Dr. Stott combined all the best qualities of a scholar, theologian, pastor and professor.  He explained things.  He read widely.  He knew the philosophers and the influencers.  He demonstrated an understanding of the issues with which we grappled.  His sermons/lectures would begin with a statement of the problem – usually controversial.  He did not address solutions or responses until he exposed the challenge.  Sometimes his analysis was so convincing, so precise, we wondered how we might ever find our way out.  Then he would proceed to apply biblical insight and the fog would clear.  He modeled a faith that investigated fully – listening intently, reading broadly, assessing deeply – to interact with concerns of the day.  He saw no distinction between evangelism and social action.  They were one in the same.  He did not envision theocracy as the goal of this life.  “That Kingdom is yet to come,” he would say.  The gospel is not something we impose on the world, we invite.  Stott prepared thoroughly.  He reasoned carefully.  He disagreed gently.  He taught us to do the same.

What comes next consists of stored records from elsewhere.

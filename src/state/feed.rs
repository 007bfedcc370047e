//! Feed Frame Handling
//!
//! The request/render cycle for the check stream, kept free of browser
//! types so it can be tested natively. The WebSocket glue in
//! [`super::websocket`] feeds frames in and injects the outbound sender.

use leptos::*;

use super::global::{CheckRecord, GlobalState};

/// The only outbound protocol message
pub const LIST_COMMAND: &str = "LIST";

/// Where the feed is in its one-shot request/render cycle.
///
/// `Stalled` reproduces the original client's behavior of swapping its
/// message handler for a logging stub after the first rendered frame:
/// later frames are ignored and no further `LIST` is requested. Kept
/// bug-compatible deliberately; see DESIGN.md.
#[derive(Clone, Copy, Debug, PartialEq, Eq)]
pub enum FeedPhase {
    AwaitingOpen,
    Active,
    Stalled,
}

/// What [`handle_frame`] did with an inbound frame
#[derive(Debug)]
pub enum FrameOutcome {
    /// Frame parsed and rendered; `appended` records were added to the feed
    Rendered { appended: usize },
    /// Feed is stalled, frame ignored
    Stalled,
    /// Frame was not valid JSON for a check list; nothing rendered, no resend
    Rejected(serde_json::Error),
}

/// Parse one inbound frame body as a list of check records
pub fn parse_check_list(raw: &str) -> Result<Vec<CheckRecord>, serde_json::Error> {
    serde_json::from_str(raw)
}

/// The connection became usable: request the initial list
pub fn on_open(state: &GlobalState, mut send: impl FnMut(&str)) {
    send(LIST_COMMAND);
    state.phase.set(FeedPhase::Active);
}

/// Handle one inbound text frame.
///
/// While active: parse, append to the rendered feed, request the next
/// update, then stall. While stalled: do nothing. A parse failure aborts
/// the frame without a resend.
pub fn handle_frame(
    raw: &str,
    state: &GlobalState,
    mut send: impl FnMut(&str),
) -> FrameOutcome {
    if state.phase.get_untracked() == FeedPhase::Stalled {
        return FrameOutcome::Stalled;
    }

    match parse_check_list(raw) {
        Ok(records) => {
            let appended = records.len();
            state.append_checks(records);
            send(LIST_COMMAND);
            state.phase.set(FeedPhase::Stalled);
            FrameOutcome::Rendered { appended }
        }
        Err(e) => FrameOutcome::Rejected(e),
    }
}

#[cfg(test)]
mod tests {
    use super::*;
    use leptos::create_runtime;

    fn with_state(f: impl FnOnce(GlobalState)) {
        let runtime = create_runtime();
        f(GlobalState::new());
        runtime.dispose();
    }

    #[test]
    fn open_sends_exactly_one_list_request() {
        with_state(|state| {
            let mut sent = Vec::new();
            on_open(&state, |cmd| sent.push(cmd.to_string()));
            assert_eq!(sent, ["LIST"]);
            assert_eq!(state.phase.get_untracked(), FeedPhase::Active);
        });
    }

    #[test]
    fn first_frame_renders_and_requests_next() {
        with_state(|state| {
            state.phase.set(FeedPhase::Active);
            let mut sent = Vec::new();
            let outcome = handle_frame(
                r#"[["build", "12:00", ["ok", "pass"]]]"#,
                &state,
                |cmd| sent.push(cmd.to_string()),
            );

            assert!(matches!(outcome, FrameOutcome::Rendered { appended: 1 }));
            assert_eq!(sent, ["LIST"]);
            assert_eq!(state.phase.get_untracked(), FeedPhase::Stalled);

            let checks = state.checks.get_untracked();
            assert_eq!(checks.len(), 1);
            assert_eq!(checks[0].name, "build");
            assert_eq!(checks[0].timestamp, "12:00");
            assert_eq!(checks[0].output, "pass");
        });
    }

    #[test]
    fn second_frame_is_ignored() {
        with_state(|state| {
            state.phase.set(FeedPhase::Active);
            let mut sent = Vec::new();
            handle_frame(r#"[["build", "12:00", ["ok", "pass"]]]"#, &state, |cmd| {
                sent.push(cmd.to_string())
            });

            let outcome = handle_frame(
                r#"[["build", "12:05", ["ok", "pass"]]]"#,
                &state,
                |cmd| sent.push(cmd.to_string()),
            );

            assert!(matches!(outcome, FrameOutcome::Stalled));
            assert_eq!(sent, ["LIST"]);
            assert_eq!(state.checks.get_untracked().len(), 1);
        });
    }

    #[test]
    fn empty_list_still_requests_next() {
        with_state(|state| {
            state.phase.set(FeedPhase::Active);
            let mut sent = Vec::new();
            let outcome = handle_frame("[]", &state, |cmd| sent.push(cmd.to_string()));

            assert!(matches!(outcome, FrameOutcome::Rendered { appended: 0 }));
            assert_eq!(sent, ["LIST"]);
            assert!(state.checks.get_untracked().is_empty());
            assert_eq!(state.phase.get_untracked(), FeedPhase::Stalled);
        });
    }

    #[test]
    fn malformed_frame_neither_renders_nor_resends() {
        with_state(|state| {
            state.phase.set(FeedPhase::Active);
            let mut sent = Vec::new();
            let outcome = handle_frame("not json", &state, |cmd| sent.push(cmd.to_string()));

            assert!(matches!(outcome, FrameOutcome::Rejected(_)));
            assert!(sent.is_empty());
            assert!(state.checks.get_untracked().is_empty());
            // Parse failure aborts the frame, it does not stall the feed
            assert_eq!(state.phase.get_untracked(), FeedPhase::Active);
        });
    }

    #[test]
    fn rendering_is_append_only_and_order_preserving() {
        with_state(|state| {
            state.phase.set(FeedPhase::Active);
            handle_frame(
                r#"[["a", "1", ["ok", "x"]], ["b", "2", ["ok", "y"]], ["c", "3", ["ok", "z"]]]"#,
                &state,
                |_| {},
            );

            let names: Vec<_> = state
                .checks
                .get_untracked()
                .iter()
                .map(|r| r.name.clone())
                .collect();
            assert_eq!(names, ["a", "b", "c"]);
        });
    }
}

I knew him as a professor, and as a neighbor.  Then I witnessed his role as pastor of a congregation of some twenty-thousand collegians when he led us to the Communion Table in the great conference hall at the University of Illinois (Urbana 1981).  He raised a loaf of bread, and broke it.  He drew us to the table of mercy and grace, forgiveness and hope.  I’ll never forget it.

Carolyn and I were on the hunt for Charles Dicken’s Museum in London in 1994 (our twenty-fifth anniversary trip).  We rode the London Double Decker through the city and by no advanced planning, stumbled across All Soul’s Church.  We saw the name on the map, jumped off the bus and walked to the domed worship center, wondering – could this be the place?  The marquis identified John R. W. Stott as rector, and announced that he would be speaking the following morning (Sunday).  After visiting St. Paul’s Cathedral and Westminster Abbey, we just assumed it would be another ecclesiastical museum, long on history, short on worshippers.  We thought we would “pad” the audience for our old friend.

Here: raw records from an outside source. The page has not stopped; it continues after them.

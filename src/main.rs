//! smon Check Feed Viewer
//!
//! Browser frontend for the smon monitoring daemon, built with Leptos (WASM).
//!
//! Opens a WebSocket to the smon check stream, requests the current list of
//! check results with the `LIST` command, and renders them into the page.

use leptos::*;

mod app;
mod components;
mod config;
mod state;

fn main() {
    // Set up panic hook for better error messages in WASM
    console_error_panic_hook::set_once();

    // Mount the app to the document body
    mount_to_body(|| view! { <app::App /> });
}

We arrived promptly at eleven the next morning.  But there were no seats left.  Every spot, including all those in the balcony, were taken.  Crowds waited in the lobby.  We were ushered to the front and invited to take our place on the floor.  Dr. Stott preached that morning, as promised.  We enjoyed an unforgettable conversation afterwards, reminiscing over the Trinity years.

In 2005, Time Magazine listed Stott as one of the 100 most influential people in the world.  In his response, Billy Graham stated that Stott’s work is foundational to the explosive growth of the church in the developing world.

It saddens me today to think of the loss.  His family was by his side.  They all listened to Handel’s Messiah as Dr. Stott breathed his last.  His legacy lives in the hearts and minds of everyone who knew him, everyone who read any of his fifty books, all of us who aspire to be ministers of reconciliation.